**Assignment:** For each line of the data below, test for "WatchEngine". Report only the number of lines that pass.

**Input data:**
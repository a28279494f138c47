use std::sync::Arc;

use airing_core::{
    MediaDetails, MediaId, MediaSummary, NewTrackedItem, Settings, SettingsPatch, TrackedItem,
    WatchResult,
};
use serde::{Deserialize, Serialize};
use serde_json::Value;

use crate::engine::{RefreshOutcome, RefreshTrigger, WatchEngine};

/// Result envelope returned for every inbound command.
#[derive(Debug, Clone, PartialEq, Serialize, Deserialize)]
pub struct CommandResponse<T> {
    pub success: bool,
    #[serde(skip_serializing_if = "Option::is_none")]
    pub data: Option<T>,
    #[serde(skip_serializing_if = "Option::is_none")]
    pub error: Option<String>,
}

impl<T> CommandResponse<T> {
    pub fn success(data: T) -> Self {
        Self {
            success: true,
            data: Some(data),
            error: None,
        }
    }

    pub fn failure(error: impl Into<String>) -> Self {
        Self {
            success: false,
            data: None,
            error: Some(error.into()),
        }
    }
}

impl<T> From<WatchResult<T>> for CommandResponse<T> {
    fn from(result: WatchResult<T>) -> Self {
        match result {
            Ok(data) => Self::success(data),
            Err(e) => Self::failure(e.to_string()),
        }
    }
}

/// Message-style command, tagged by `type`.
#[derive(Debug, Clone, Deserialize)]
#[serde(tag = "type", rename_all = "SCREAMING_SNAKE_CASE")]
pub enum Command {
    SearchAnime { query: String },
    GetAnimeDetails { id: MediaId },
    AddToWatchlist { anime: NewTrackedItem },
    RemoveFromWatchlist { id: MediaId },
    GetWatchlist,
    UpdateSettings { settings: SettingsPatch },
    GetSettings,
    ForceUpdate,
    NotificationClicked { id: String },
}

/// Inbound command surface. Errors propagate to the caller.
pub struct CommandHandler {
    engine: Arc<WatchEngine>,
}

impl CommandHandler {
    pub fn new(engine: Arc<WatchEngine>) -> Self {
        Self { engine }
    }

    pub async fn search(&self, query: &str) -> WatchResult<Vec<MediaSummary>> {
        self.engine.client().search(query).await
    }

    pub async fn get_details(&self, id: MediaId) -> WatchResult<MediaDetails> {
        self.engine.client().get_details(id).await
    }

    /// Returns false when the id was already tracked.
    pub async fn add_to_watchlist(&self, item: NewTrackedItem) -> WatchResult<bool> {
        self.engine.watchlist().add(item).await
    }

    pub async fn remove_from_watchlist(&self, id: MediaId) -> WatchResult<bool> {
        self.engine.watchlist().remove(id).await
    }

    pub async fn get_watchlist(&self) -> WatchResult<Vec<TrackedItem>> {
        self.engine.watchlist().list().await
    }

    pub async fn update_settings(&self, patch: &SettingsPatch) -> WatchResult<Settings> {
        self.engine.settings().update(patch).await
    }

    pub async fn get_settings(&self) -> WatchResult<Settings> {
        self.engine.settings().get().await
    }

    pub async fn force_refresh(&self) -> WatchResult<RefreshOutcome> {
        self.engine.refresh_watchlist(RefreshTrigger::Forced).await
    }

    pub async fn notification_clicked(&self, id: &str) -> WatchResult<()> {
        self.engine.scheduler().handle_click(id).await
    }

    pub async fn dispatch(&self, command: Command) -> CommandResponse<Value> {
        match command {
            Command::SearchAnime { query } => envelope(self.search(&query).await),
            Command::GetAnimeDetails { id } => envelope(self.get_details(id).await),
            Command::AddToWatchlist { anime } => envelope(self.add_to_watchlist(anime).await),
            Command::RemoveFromWatchlist { id } => envelope(self.remove_from_watchlist(id).await),
            Command::GetWatchlist => envelope(self.get_watchlist().await),
            Command::UpdateSettings { settings } => {
                envelope(self.update_settings(&settings).await)
            }
            Command::GetSettings => envelope(self.get_settings().await),
            Command::ForceUpdate => envelope(self.force_refresh().await),
            Command::NotificationClicked { id } => envelope(self.notification_clicked(&id).await),
        }
    }

    /// Decode and run a raw message. Unknown or malformed messages fail in the envelope.
    pub async fn dispatch_value(&self, message: Value) -> CommandResponse<Value> {
        let kind = message
            .get("type")
            .and_then(|t| t.as_str())
            .unwrap_or("<missing>")
            .to_string();

        match serde_json::from_value::<Command>(message) {
            Ok(command) => {
                tracing::debug!(command = %kind, "Command received");
                self.dispatch(command).await
            }
            Err(e) => {
                tracing::warn!(command = %kind, "Rejected command: {}", e);
                CommandResponse::failure(format!("Unknown or malformed message {kind}: {e}"))
            }
        }
    }
}

fn envelope<T: Serialize>(result: WatchResult<T>) -> CommandResponse<Value> {
    if let Err(e) = &result {
        tracing::warn!("Command failed: {}", e);
    }
    let result = result.and_then(|data| Ok(serde_json::to_value(data)?));
    let mut response = CommandResponse::from(result);
    // Unit results carry no payload
    response.data = response.data.filter(|value| !value.is_null());
    response
}

#[cfg(test)]
mod tests {
    use super::*;
    use crate::test_support::Harness;
    use serde_json::json;

    async fn handler() -> (Harness, CommandHandler) {
        let h = Harness::new([21, 22]).await;
        let handler = CommandHandler::new(h.engine.clone());
        (h, handler)
    }

    #[tokio::test(start_paused = true)]
    async fn test_watchlist_commands_roundtrip() {
        let (_h, handler) = handler().await;

        let added = handler
            .dispatch_value(json!({
                "type": "ADD_TO_WATCHLIST",
                "anime": { "id": 21, "title": { "romaji": "Show 21" }, "status": "RELEASING" }
            }))
            .await;
        assert_eq!(added, CommandResponse::success(json!(true)));

        let again = handler
            .dispatch_value(json!({
                "type": "ADD_TO_WATCHLIST",
                "anime": { "id": 21, "status": "RELEASING" }
            }))
            .await;
        assert_eq!(again.data, Some(json!(false)));

        let list = handler.dispatch_value(json!({ "type": "GET_WATCHLIST" })).await;
        let items = list.data.unwrap();
        assert_eq!(items.as_array().unwrap().len(), 1);
        assert_eq!(items[0]["notificationsEnabled"], json!(true));

        let removed = handler
            .dispatch_value(json!({ "type": "REMOVE_FROM_WATCHLIST", "id": 21 }))
            .await;
        assert_eq!(removed.data, Some(json!(true)));
    }

    #[tokio::test(start_paused = true)]
    async fn test_not_found_is_reported_in_envelope() {
        let (_h, handler) = handler().await;
        let response = handler
            .dispatch(Command::GetAnimeDetails { id: 404 })
            .await;

        assert!(!response.success);
        assert_eq!(response.error.as_deref(), Some("Media 404 not found upstream"));
    }

    #[tokio::test(start_paused = true)]
    async fn test_unknown_command_fails_in_envelope() {
        let (_h, handler) = handler().await;
        let response = handler.dispatch_value(json!({ "type": "SELF_DESTRUCT" })).await;

        assert!(!response.success);
        assert!(response.error.unwrap().contains("SELF_DESTRUCT"));
    }

    #[tokio::test(start_paused = true)]
    async fn test_settings_commands() {
        let (_h, handler) = handler().await;
        let response = handler
            .dispatch_value(json!({
                "type": "UPDATE_SETTINGS",
                "settings": { "notifications": { "beforeAiringSeconds": 600 } }
            }))
            .await;
        assert!(response.success);

        let settings = handler.get_settings().await.unwrap();
        assert_eq!(settings.notifications.before_airing_seconds, 600);
        assert!(settings.notifications.on_release);
    }

    #[tokio::test(start_paused = true)]
    async fn test_force_update_and_click() {
        let (h, handler) = handler().await;
        handler
            .add_to_watchlist(crate::test_support::new_item(22, 1, 0))
            .await
            .unwrap();

        let refreshed = handler.dispatch(Command::ForceUpdate).await;
        assert_eq!(refreshed.data.unwrap()["outcome"], json!("completed"));

        let clicked = handler
            .dispatch(Command::NotificationClicked { id: "release_22_8".into() })
            .await;
        assert_eq!(clicked, CommandResponse { success: true, data: None, error: None });
        assert_eq!(h.display.cleared(), vec!["release_22_8".to_string()]);
    }

    #[test]
    fn test_envelope_serialization() {
        let ok = serde_json::to_value(CommandResponse::success(json!([1]))).unwrap();
        assert_eq!(ok, json!({ "success": true, "data": [1] }));

        let failed = serde_json::to_value(CommandResponse::<Value>::failure("boom")).unwrap();
        assert_eq!(failed, json!({ "success": false, "error": "boom" }));
    }

    #[test]
    fn test_result_converts_to_envelope() {
        let ok: CommandResponse<u32> = Ok(3).into();
        assert_eq!(ok, CommandResponse::success(3));

        let failed: CommandResponse<u32> = Err(airing_core::WatchError::NotFound(9)).into();
        assert_eq!(failed, CommandResponse::failure("Media 9 not found upstream"));
    }
}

**Answer to the problem:** 3